In short, to progressives Donald Trump is not ‘presidential’; but in leveling this latest charge, they betray their social and political myopia.   Trump is not presidential because he does not act presidential – a textbook example of begging the question. 

Of course we know what they mean.  They want Mr. Trump to act like Lincoln, FDR, Woodrow Wilson, and Thomas Jefferson all rolled into one – modest, well-spoken, respectful, careful, and dutiful.  They want erudition, oratory, and stature.

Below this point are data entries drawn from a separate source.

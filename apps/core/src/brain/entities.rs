//! Entity and time-indicator extraction.
//!
//! Entities are found with three crude capitalization patterns, not a
//! dictionary. Any two consecutive capitalized words count as a name, so
//! "Project Alpha" is reported by both the name and the project pattern.
//! Entity extraction therefore needs the case-preserved text.

use regex::Regex;
use std::sync::LazyLock;

use super::keywords::Term;
use super::patterns::PatternSet;

// Compile patterns once at startup
// NOTE: expect() is acceptable here, the patterns are compile-time constants
static NAME_PATTERN: LazyLock<Regex> = LazyLock::new(|| {
    Regex::new(r"\b[A-Z][a-z]+ [A-Z][a-z]+\b").expect("Invalid regex: capitalized name pattern")
});

static ORGANIZATION_PATTERN: LazyLock<Regex> = LazyLock::new(|| {
    Regex::new(r"\b[A-Z][a-z]+ (?:Inc|Corp|LLC|Ltd|Company)\b")
        .expect("Invalid regex: organization suffix pattern")
});

static PROJECT_PATTERN: LazyLock<Regex> = LazyLock::new(|| {
    Regex::new(r"\b(?:Project|Task|Initiative) [A-Z][a-z]+\b")
        .expect("Invalid regex: project reference pattern")
});

/// Capitalization-based entity extractor
#[derive(Debug, Default, Clone, Copy)]
pub struct EntityExtractor;

impl EntityExtractor {
    pub fn new() -> Self {
        Self
    }

    /// Extract entities from case-preserved text.
    ///
    /// Names come first, then organizations, then project references, each
    /// group in order of appearance. Duplicates are kept.
    pub fn extract(&self, text: &str) -> Vec<String> {
        [&*NAME_PATTERN, &*ORGANIZATION_PATTERN, &*PROJECT_PATTERN]
            .iter()
            .flat_map(|pattern| pattern.find_iter(text).map(|m| m.as_str().to_string()))
            .collect()
    }
}

/// Fixed-vocabulary time-indicator extractor
pub struct TimeIndicatorExtractor<'a> {
    vocabulary: &'a [Term],
}

impl<'a> TimeIndicatorExtractor<'a> {
    pub fn new(patterns: &'a PatternSet) -> Self {
        Self {
            vocabulary: &patterns.time_vocabulary,
        }
    }

    /// Vocabulary entries contained in normalized `text`, in vocabulary order
    pub fn extract(&self, text: &str) -> Vec<Term> {
        self.vocabulary
            .iter()
            .filter(|t| t.found_in(text))
            .cloned()
            .collect()
    }
}

#[cfg(test)]
mod tests {
    use super::*;

    #[test]
    fn test_name_and_project() {
        let entities =
            EntityExtractor::new().extract("Meeting with John Smith about Project Alpha ");
        assert_eq!(entities, vec!["John Smith", "Project Alpha", "Project Alpha"]);
    }

    #[test]
    fn test_organization_suffix() {
        let entities = EntityExtractor::new().extract("call acme about the Globex Corp invoice");
        // also a two-capitalized-word hit
        assert_eq!(entities, vec!["Globex Corp", "Globex Corp"]);
    }

    #[test]
    fn test_lowercase_text_has_no_entities() {
        let entities = EntityExtractor::new().extract("meeting with john smith about project alpha");
        assert!(entities.is_empty());
    }

    #[test]
    fn test_all_caps_words_are_not_names() {
        let entities = EntityExtractor::new().extract("URGENT MEETING today");
        assert!(entities.is_empty());
    }

    #[test]
    fn test_duplicates_preserved() {
        let entities = EntityExtractor::new().extract("Jane Doe called. Jane Doe again.");
        assert_eq!(entities, vec!["Jane Doe", "Jane Doe"]);
    }

    #[test]
    fn test_time_indicators_follow_vocabulary_order() {
        let extractor = TimeIndicatorExtractor::new(PatternSet::builtin());
        let found: Vec<String> = extractor
            .extract("finish this week, start today ")
            .into_iter()
            .map(String::from)
            .collect();
        assert_eq!(found, vec!["today", "this week"]);
    }

    #[test]
    fn test_time_indicators_are_substrings() {
        let extractor = TimeIndicatorExtractor::new(PatternSet::builtin());
        let found: Vec<String> = extractor
            .extract("snowfall forecast ")
            .into_iter()
            .map(String::from)
            .collect();
        // "now" inside "snowfall"
        assert_eq!(found, vec!["now"]);
    }

    #[test]
    fn test_no_time_indicators() {
        let extractor = TimeIndicatorExtractor::new(PatternSet::builtin());
        assert!(extractor.extract("xyz ").is_empty());
    }
}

Image result for woodrow wilson images

Democrats may have applauded LBJ for his principled stance on civil rights and poverty, but he never shook his country bumpkin image.  To those who loved Kennedy, his successor was not only a happenstance stand-in but a rube – a pushy, manipulative, cracker-talking Texan dirt farmer.  In their eyes he was marginally presidential but presidential nonetheless.  He at least met the minimum requirements of the office.

Ronald Reagan was a B-movie actor, television huckster, and hail-fellow-well-met politicians; but he never embarrassed himself, never went overboard.  If he was not as eloquent as Kennedy or FDR, he embodied the American presidency – stalwart, principled, and socially conservative.

No one or nothing prepared the liberal and conservative establishments for Donald Trump.  Not only is he considered retrograde and beyond the pale of political opportunity; he is a cultural outlier, a social maverick who redefined the term, and a true take-no-prisoners individualist.

Of course he still calls Elizabeth Warren ‘Pocahontas’; and of course he still ridicules liberal media presenters.  Only the deadly serious, righteous Left finds no humor in the Twitter exchange between Trump and MSNBC anchors Mika Brzezinski and Joe Scarborough.  All three know they are playing for ratings and enjoying it to no end.  If these two media-savvy personalities don’t know what’s what, no one does.

The howls that ‘Trump is not being presidential’ grow only louder the more his critics are befuddled by the man and dig in their heels to defend what they insist must be the ‘propriety, dignity, and honor’ of the office.

But Trump is being presidential.  He, like all Presidents before him hew to a particular set of personal values.  The problem is that no one knows what to make of a president who did not come up through the ranks, governor, senator, congressman, or mayor.  Trump is from the mean streets of NY, the image-making tinsel of Hollywood and the rough-and-ready frontier.   His stances on immigration, social justice, equality, and ‘diversity’ are different from his predecessors in tone, attitude and demeanor only. The Left is paying no attention, distracted as they are by their insistence on fictitious notions of ‘truth’; while the Right gets it, endorses Trump’s policies while ignoring his braggadocio and bombast.

Trump is right to call out the invidious claims of political newcomers out to make political hay out of the tempestuous zeitgeist; right to demand a certain respect for foundational values, to acknowledge the importance, relevance, and salience of traditional religion-based morality and ethnics; and right to ask those who here only to complain despite the welcome offered them, to leave.